Ab und zu Steaks zu essen und zu gamen, schliesst nicht aus, die Gleichberechtigung der Geschlechter zu unterstützen.

Bei einem «Shoe Shine Ritual» putzt Junior (rechts) die Schuhe des Baristas Patrizio (links). Bild: Laura Kaufmann

Bleibt zu hoffen, dass den Käufern dies bewusst ist. Sich ab und zu gerne dem Klischee entsprechend zu schminken und ein «Eve» zu trinken, schliesst nicht aus, eine Feministin zu sein. Ich traue den Männern dasselbe zu: Ab und zu Steaks zu essen und zu gamen, schliesst nicht aus, die Gleichberechtigung der Geschlechter zu unterstützen. Die meisten Männer, die sich nicht über ihre Geschlechterrolle definieren, werden einen solchen Anlass jedoch gar nicht erst besuchen.

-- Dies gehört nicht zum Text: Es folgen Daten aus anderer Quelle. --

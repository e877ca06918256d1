use crate::services::gemini::{DifficultyLevel, Language};

/// Product name stamped on exported documents.
pub const APP_NAME: &str = "Ustoz Pro";

/// Difficulty wording embedded in generation prompts, in the language
/// the materials are requested in.
pub fn difficulty_description(difficulty: DifficultyLevel, language: Language) -> &'static str {
    match (language, difficulty) {
        (Language::Uz, DifficultyLevel::Beginner) => {
            "Boshlang'ich daraja (asosiy tushunchalar, sodda tushuntirishlar)"
        }
        (Language::Uz, DifficultyLevel::Intermediate) => {
            "O'rta daraja (chuqurroq tahlil, amaliy qo'llanilishi)"
        }
        (Language::Uz, DifficultyLevel::Advanced) => {
            "Yuqori daraja (murakkab nazariyalar, ilmiy tadqiqot elementlari, professional darajadagi tahlil)"
        }
        (Language::En, DifficultyLevel::Beginner) => {
            "Beginner level (basic concepts, simple explanations)"
        }
        (Language::En, DifficultyLevel::Intermediate) => {
            "Intermediate level (deeper analysis, practical application)"
        }
        (Language::En, DifficultyLevel::Advanced) => {
            "Advanced level (complex theories, scientific research elements, professional analysis)"
        }
        (Language::Ru, DifficultyLevel::Beginner) => {
            "Начальный уровень (базовые понятия, простые объяснения)"
        }
        (Language::Ru, DifficultyLevel::Intermediate) => {
            "Средний уровень (более глубокий анализ, практическое применение)"
        }
        (Language::Ru, DifficultyLevel::Advanced) => {
            "Продвинутый уровень (сложные теории, элементы научных исследований, профессиональный анализ)"
        }
    }
}

/// Short difficulty badge, used on exported overview sections.
pub fn difficulty_label(difficulty: DifficultyLevel, language: Language) -> &'static str {
    match (language, difficulty) {
        (Language::Uz, DifficultyLevel::Beginner) => "Boshlang'ich",
        (Language::Uz, DifficultyLevel::Intermediate) => "O'rta",
        (Language::Uz, DifficultyLevel::Advanced) => "Yuqori",
        (Language::En, DifficultyLevel::Beginner) => "Beginner",
        (Language::En, DifficultyLevel::Intermediate) => "Intermediate",
        (Language::En, DifficultyLevel::Advanced) => "Advanced",
        (Language::Ru, DifficultyLevel::Beginner) => "Начальный",
        (Language::Ru, DifficultyLevel::Intermediate) => "Средний",
        (Language::Ru, DifficultyLevel::Advanced) => "Продвинутый",
    }
}

/// Natural-language name requested from the generation backend.
pub fn language_name(language: Language) -> &'static str {
    match language {
        Language::Uz => "Uzbek",
        Language::En => "English",
        Language::Ru => "Russian",
    }
}

pub fn lecture_note_label(language: Language) -> &'static str {
    match language {
        Language::Uz => "Ma'ruza Matni",
        Language::En => "Lecture Notes",
        Language::Ru => "Текст лекции",
    }
}

pub fn educational_case_label(language: Language) -> &'static str {
    match language {
        Language::Uz => "Educational Case",
        Language::En => "Educational Case",
        Language::Ru => "Учебный кейс",
    }
}

pub fn kazus_label(language: Language) -> &'static str {
    match language {
        Language::Uz => "Kazus",
        Language::En => "Case Study",
        Language::Ru => "Казус (ситуация)",
    }
}

pub fn questions_label(language: Language) -> &'static str {
    match language {
        Language::Uz => "20+ Savollar",
        Language::En => "20+ Questions",
        Language::Ru => "20+ Вопросов",
    }
}

pub fn tests_label(language: Language) -> &'static str {
    match language {
        Language::Uz => "30+ Testlar",
        Language::En => "30+ Tests",
        Language::Ru => "30+ Тестов",
    }
}

#[cfg(test)]
mod tests {
    use super::*;

    #[test]
    fn every_language_has_a_difficulty_description() {
        for language in [Language::Uz, Language::En, Language::Ru] {
            for difficulty in [
                DifficultyLevel::Beginner,
                DifficultyLevel::Intermediate,
                DifficultyLevel::Advanced,
            ] {
                assert!(!difficulty_description(difficulty, language).is_empty());
                assert!(!difficulty_label(difficulty, language).is_empty());
            }
        }
    }

    #[test]
    fn language_names_match_prompt_expectations() {
        assert_eq!(language_name(Language::En), "English");
        assert_eq!(language_name(Language::Ru), "Russian");
        assert_eq!(language_name(Language::Uz), "Uzbek");
    }
}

Die «Man’s world Schweiz AG» wird auch dieses Jahr mit den erwarteten 12’000 Eintritten à 39 Franken plus den Standgebühren der Aussteller gegen eine halbe Million Umsatz erwirtschaftet haben. Auch abzüglich der Personalkosten und der Hallenmiete, welche sich im fünfstelligen Bereich bewegt, werden sich die Veranstalter*innen eine goldene Nase verdient haben.

Die Veranstaltung ist in erster Linie eine Konsummesse. Das missfällt manchen und gefällt anderen. Doch die Veranstaltung hat sich etabliert und auch nächstes Jahr werden sich wieder genug zufriedene Besucher*innen und Aussteller*innen finden.

Zukünftig sei «Aufklärung zum Thema häusliche Gewalt und die Sensibilisierung der überwiegend männlichen Zielgruppe» geplant, heisst es in einer Medienmitteilung. Doch auch wenn sich das OK «von veralteten Gesellschaftsbildern distanziert» und die Veranstaltung weit entfernt ist von einem Genfer Autosalon mit halbnackten Frauen, zementiert das Konzept der «Man’s world» abgelutschte Klischees über Männlichkeit und Weiblichkeit. Darüber kann auch die grosszügige Spende ans Frauenhaus Zürich-Violetta nicht hinwegtäuschen.

Und um nochmals auf James Brown zurückzukommen: Auch die Veranstaltung «Man’s World» wäre «nichts» ohne «woman and girls»: Ohne Kassiererin, Hostesse, Zigarrenrollerin. An der «Man’s World» werden Frauen in (Neben-)Rollen gedrückt, ganz so, wie es sich die Leute wünschen, welche die männerdominierte Welt verloren glauben. Schade.